Please copy the lines below exactly, from the first one through the line showing "use crate::store::BillingStore;".

------ Raw data

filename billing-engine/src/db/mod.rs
pub mod queries;
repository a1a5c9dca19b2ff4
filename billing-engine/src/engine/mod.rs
pub mod calendar;
mod concepts;
mod statistics;

pub use calendar::month_window;

use time::Date;

use crate::domain::{ClientStatistics, Concept, ConceptLine, Invoice, Service, SystemLoad};
use crate::error::BillingError;
use crate::store::BillingStore;

/// Request-scoped billing computation over a read-only store. Holds no
/// mutable state of its own; concurrent invocations need no
/// coordination.
#[derive(Debug, Clone)]
pub struct BillingEngine<S> {
    store: S,
}

impl<S: BillingStore> BillingEngine<S> {
    pub fn new(store: S) -> Self {
        Self { store }
    }

    pub async fn service(&self, service_id: i64) -> Result<Service, BillingError> {
        self.store
            .find_service(service_id)
            .await?
            .ok_or(BillingError::CustomerNotFound(service_id))
    }

    /// Compute a single concept line for one customer-month.
    pub async fn concept(
        &self,
        concept: Concept,
        service_id: i64,
        year: i32,
        month: u8,
    ) -> Result<ConceptLine, BillingError> {
        match concept {
            Concept::Ea => concepts::active_energy(&self.store, service_id, year, month).await,
            Concept::Ec => {
                concepts::excess_commercialization(&self.store, service_id, year, month).await
            }
            Concept::Ee1 => concepts::first_tier_excess(&self.store, service_id, year, month).await,
            Concept::Ee2 => {
                concepts::second_tier_excess(&self.store, service_id, year, month).await
            }
        }
    }

    /// Assemble the full invoice for one customer-month. The four
    /// concepts are independent of each other; any failure aborts the
    /// whole invoice, never yielding a partial one.
    pub async fn invoice(
        &self,
        service_id: i64,
        year: i32,
        month: u8,
    ) -> Result<Invoice, BillingError> {
        let ea = concepts::active_energy(&self.store, service_id, year, month).await?;
        let ec = concepts::excess_commercialization(&self.store, service_id, year, month).await?;
        let ee1 = concepts::first_tier_excess(&self.store, service_id, year, month).await?;
        let ee2 = concepts::second_tier_excess(&self.store, service_id, year, month).await?;

        let total = ea.total + ec.total + ee1.total + ee2.total;

        Ok(Invoice {
            service_id,
            year,
            month,
            ea,
            ec,
            ee1,
            ee2,
            total,
        })
    }

    pub async fn client_statistics(
        &self,
        service_id: i64,
    ) -> Result<ClientStatistics, BillingError> {
        statistics::client_statistics(&self.store, service_id).await
    }

    pub async fn system_load(&self, date: Date) -> Result<SystemLoad, BillingError> {
        statistics::system_load(&self.store, date).await
    }
}

#[cfg(test)]
mod tests {
    use super::*;
    use crate::domain::MarketHourlyPrice;
    use crate::testkit::{reading, tariff_with_rates, MemoryStore};
    use time::macros::datetime;

    fn engine_with_fixture() -> BillingEngine<MemoryStore> {
        let mut store = MemoryStore::default();
        store.services.push(crate::domain::Service {
            service_id: 7,
            market_id: 1,
            demand_class: 5,
            voltage_level: 3,
        });
        store.tariffs.push(tariff_with_rates(1, 9, 3, 200.0, 50.0));
        store
            .readings
            .push(reading(7, datetime!(2024-03-05 01:00:00 UTC), Some(1000.0), None));
        store
            .readings
            .push(reading(7, datetime!(2024-03-10 10:00:00 UTC), None, Some(600.0)));
        store
            .readings
            .push(reading(7, datetime!(2024-03-10 11:00:00 UTC), None, Some(500.0)));
        store
            .readings
            .push(reading(7, datetime!(2024-03-11 12:00:00 UTC), None, Some(400.0)));
        store.market_prices.push(MarketHourlyPrice {
            ts: datetime!(2024-03-01 11:00:00 UTC),
            price: 3.0,
        });
        BillingEngine::new(store)
    }

    #[tokio::test]
    async fn invoice_total_is_the_exact_sum_of_the_four_concepts() {
        let engine = engine_with_fixture();
        let invoice = engine.invoice(7, 2024, 3).await.unwrap();

        assert_eq!(invoice.ea.total, 200_000.0);
        assert_eq!(invoice.ec.total, 75_000.0);
        assert_eq!(invoice.ee1.total, -200_000.0);
        assert_eq!(invoice.ee2.total, 300.0);
        assert_eq!(
            invoice.total,
            invoice.ea.total + invoice.ec.total + invoice.ee1.total + invoice.ee2.total
        );
    }

    #[tokio::test]
    async fn invoice_aborts_when_the_tariff_is_missing() {
        let mut store = MemoryStore::default();
        store.services.push(crate::domain::Service {
            service_id: 1,
            market_id: 1,
            demand_class: 1,
            voltage_level: 1,
        });
        let engine = BillingEngine::new(store);

        let res = engine.invoice(1, 2024, 3).await;
        assert!(matches!(res, Err(BillingError::TariffNotFound { .. })));
    }

    #[tokio::test]
    async fn invoice_rejects_an_out_of_range_month() {
        let engine = engine_with_fixture();
        let res = engine.invoice(7, 2024, 13).await;
        assert!(matches!(res, Err(BillingError::InvalidCalendarInput(_))));
    }

    #[tokio::test]
    async fn concept_dispatch_matches_direct_calculation() {
        let engine = engine_with_fixture();
        let ea = engine.concept(Concept::Ea, 7, 2024, 3).await.unwrap();
        assert_eq!(ea.concept, Concept::Ea);
        assert_eq!(ea.total, 200_000.0);
    }

    #[tokio::test]
    async fn service_lookup_surfaces_customer_not_found() {
        let engine = BillingEngine::new(MemoryStore::default());
        let res = engine.service(123).await;
        assert!(matches!(res, Err(BillingError::CustomerNotFound(123))));
    }
}
//! One-shot CSV seed loader.
//!
//! Reads `services.csv`, `tariffs.csv`, `readings.csv` and
//! `market_prices.csv` from a directory and inserts them into
//! Postgres in batches. Schema is expected to be applied out-of-band
//! via `sql/schema/*.sql`.

use std::path::{Path, PathBuf};

use anyhow::{bail, Context, Result};
use billing_engine::domain::{MarketHourlyPrice, Reading, Service, Tariff};
use billing_service::{config::AppConfig, observability};
use csv::StringRecord;
use sqlx::{postgres::PgPoolOptions, PgPool, Postgres, QueryBuilder};
use time::OffsetDateTime;

const INSERT_CHUNK: usize = 500;

#[tokio::main]
async fn main() -> Result<()> {
    observability::init_tracing();

    let args: Vec<String> = std::env::args().collect();
    if args.len() < 2 {
        bail!("usage: load_seed_data <csv_directory>");
    }
    let dir = PathBuf::from(&args[1]);

    let cfg = AppConfig::load()?;

    let pool = PgPoolOptions::new()
        .max_connections(cfg.database.max_connections)
        .connect(&cfg.database.uri)
        .await?;

    load_services(&pool, &dir.join("services.csv")).await?;
    load_tariffs(&pool, &dir.join("tariffs.csv")).await?;
    load_readings(&pool, &dir.join("readings.csv")).await?;
    load_market_prices(&pool, &dir.join("market_prices.csv")).await?;

    Ok(())
}

fn field<'a>(headers: &StringRecord, record: &'a StringRecord, name: &str) -> Result<&'a str> {
    headers
        .iter()
        .position(|h| h == name)
        .and_then(|idx| record.get(idx))
        .with_context(|| format!("missing column '{name}' in CSV record"))
}

fn parse_optional_f64(s: &str) -> Result<Option<f64>> {
    let trimmed = s.trim();
    if trimmed.is_empty() {
        Ok(None)
    } else {
        trimmed
            .parse::<f64>()
            .map(Some)
            .with_context(|| format!("invalid numeric value '{trimmed}'"))
    }
}

fn parse_f64(s: &str) -> Result<f64> {
    s.trim()
        .parse()
        .with_context(|| format!("invalid numeric value '{s}'"))
}

fn parse_ts(s: &str) -> Result<OffsetDateTime> {
    OffsetDateTime::parse(s.trim(), &time::format_description::well_known::Rfc3339)
        .with_context(|| format!("invalid ts '{s}'"))
}

fn read_records(path: &Path) -> Result<(StringRecord, Vec<StringRecord>)> {
    let mut rdr = csv::Reader::from_path(path)
        .with_context(|| format!("failed to open CSV file {}", path.display()))?;
    let headers = rdr.headers()?.clone();
    let records = rdr.records().collect::<Result<Vec<_>, _>>()?;
    Ok((headers, records))
}

async fn load_services(pool: &PgPool, path: &Path) -> Result<()> {
    let (headers, records) = read_records(path)?;

    let mut rows = Vec::with_capacity(records.len());
    for record in &records {
        rows.push(Service {
            service_id: field(&headers, record, "service_id")?.trim().parse()?,
            market_id: field(&headers, record, "market_id")?.trim().parse()?,
            demand_class: field(&headers, record, "demand_class")?.trim().parse()?,
            voltage_level: field(&headers, record, "voltage_level")?.trim().parse()?,
        });
    }

    for chunk in rows.chunks(INSERT_CHUNK) {
        let mut builder = QueryBuilder::<Postgres>::new(
            "INSERT INTO services (service_id, market_id, demand_class, voltage_level) ",
        );
        builder.push_values(chunk, |mut b, s| {
            b.push_bind(s.service_id)
                .push_bind(s.market_id)
                .push_bind(s.demand_class)
                .push_bind(s.voltage_level);
        });
        builder.build().execute(pool).await?;
    }

    metrics::counter!("seed_rows_loaded_total").increment(rows.len() as u64);
    tracing::info!(rows = rows.len(), "services loaded");
    Ok(())
}

async fn load_tariffs(pool: &PgPool, path: &Path) -> Result<()> {
    let (headers, records) = read_records(path)?;

    let mut rows = Vec::with_capacity(records.len());
    for record in &records {
        // An empty demand-class cell marks a wildcard-level row; it is
        // keyed as class 0.
        let demand_class = match field(&headers, record, "demand_class")?.trim() {
            "" => 0,
            s => s.parse()?,
        };

        rows.push(Tariff {
            market_id: field(&headers, record, "market_id")?.trim().parse()?,
            demand_class,
            voltage_level: field(&headers, record, "voltage_level")?.trim().parse()?,
            generation_rate: parse_f64(field(&headers, record, "generation_rate")?)?,
            transmission_rate: parse_f64(field(&headers, record, "transmission_rate")?)?,
            distribution_rate: parse_f64(field(&headers, record, "distribution_rate")?)?,
            retail_margin: parse_f64(field(&headers, record, "retail_margin")?)?,
            excess_commercialization_rate: parse_f64(field(
                &headers,
                record,
                "excess_commercialization_rate",
            )?)?,
            excess_penalty_rate: parse_f64(field(&headers, record, "excess_penalty_rate")?)?,
            unit_commercialization_rate: parse_f64(field(
                &headers,
                record,
                "unit_commercialization_rate",
            )?)?,
        });
    }

    for chunk in rows.chunks(INSERT_CHUNK) {
        let mut builder = QueryBuilder::<Postgres>::new(
            "INSERT INTO tariffs (market_id, demand_class, voltage_level, generation_rate, \
             transmission_rate, distribution_rate, retail_margin, \
             excess_commercialization_rate, excess_penalty_rate, unit_commercialization_rate) ",
        );
        builder.push_values(chunk, |mut b, t| {
            b.push_bind(t.market_id)
                .push_bind(t.demand_class)
                .push_bind(t.voltage_level)
                .push_bind(t.generation_rate)
                .push_bind(t.transmission_rate)
                .push_bind(t.distribution_rate)
                .push_bind(t.retail_margin)
                .push_bind(t.excess_commercialization_rate)
                .push_bind(t.excess_penalty_rate)
                .push_bind(t.unit_commercialization_rate);
        });
        builder.build().execute(pool).await?;
    }

    metrics::counter!("seed_rows_loaded_total").increment(rows.len() as u64);
    tracing::info!(rows = rows.len(), "tariffs loaded");
    Ok(())
}

async fn load_readings(pool: &PgPool, path: &Path) -> Result<()> {
    let (headers, records) = read_records(path)?;

    let mut rows = Vec::with_capacity(records.len());
    for record in &records {
        rows.push(Reading {
            ts: parse_ts(field(&headers, record, "ts")?)?,
            service_id: field(&headers, record, "service_id")?.trim().parse()?,
            consumption_kwh: parse_optional_f64(field(&headers, record, "consumption_kwh")?)?,
            injection_kwh: parse_optional_f64(field(&headers, record, "injection_kwh")?)?,
        });
    }

    for chunk in rows.chunks(INSERT_CHUNK) {
        let mut builder = QueryBuilder::<Postgres>::new(
            "INSERT INTO readings (ts, service_id, consumption_kwh, injection_kwh) ",
        );
        builder.push_values(chunk, |mut b, r| {
            b.push_bind(r.ts)
                .push_bind(r.service_id)
                .push_bind(r.consumption_kwh)
                .push_bind(r.injection_kwh);
        });
        builder.build().execute(pool).await?;
    }

    metrics::counter!("seed_rows_loaded_total").increment(rows.len() as u64);
    tracing::info!(rows = rows.len(), "readings loaded");
    Ok(())
}

async fn load_market_prices(pool: &PgPool, path: &Path) -> Result<()> {
    let (headers, records) = read_records(path)?;

    let mut rows = Vec::with_capacity(records.len());
    for record in &records {
        rows.push(MarketHourlyPrice {
            ts: parse_ts(field(&headers, record, "ts")?)?,
            price: parse_f64(field(&headers, record, "price")?)?,
        });
    }

    for chunk in rows.chunks(INSERT_CHUNK) {
        let mut builder =
            QueryBuilder::<Postgres>::new("INSERT INTO market_hourly_prices (ts, price) ");
        builder.push_values(chunk, |mut b, p| {
            b.push_bind(p.ts).push_bind(p.price);
        });
        builder.build().execute(pool).await?;
    }

    metrics::counter!("seed_rows_loaded_total").increment(rows.len() as u64);
    tracing::info!(rows = rows.len(), "market prices loaded");
    Ok(())
}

------------

### Result below
filename billing-engine/src/db/mod.rs
pub mod queries;
repository a1a5c9dca19b2ff4
filename billing-engine/src/engine/mod.rs
pub mod calendar;
mod concepts;
mod statistics;

pub use calendar::month_window;

use time::Date;

use crate::domain::{ClientStatistics, Concept, ConceptLine, Invoice, Service, SystemLoad};
use crate::error::BillingError;
use crate::store::BillingStore;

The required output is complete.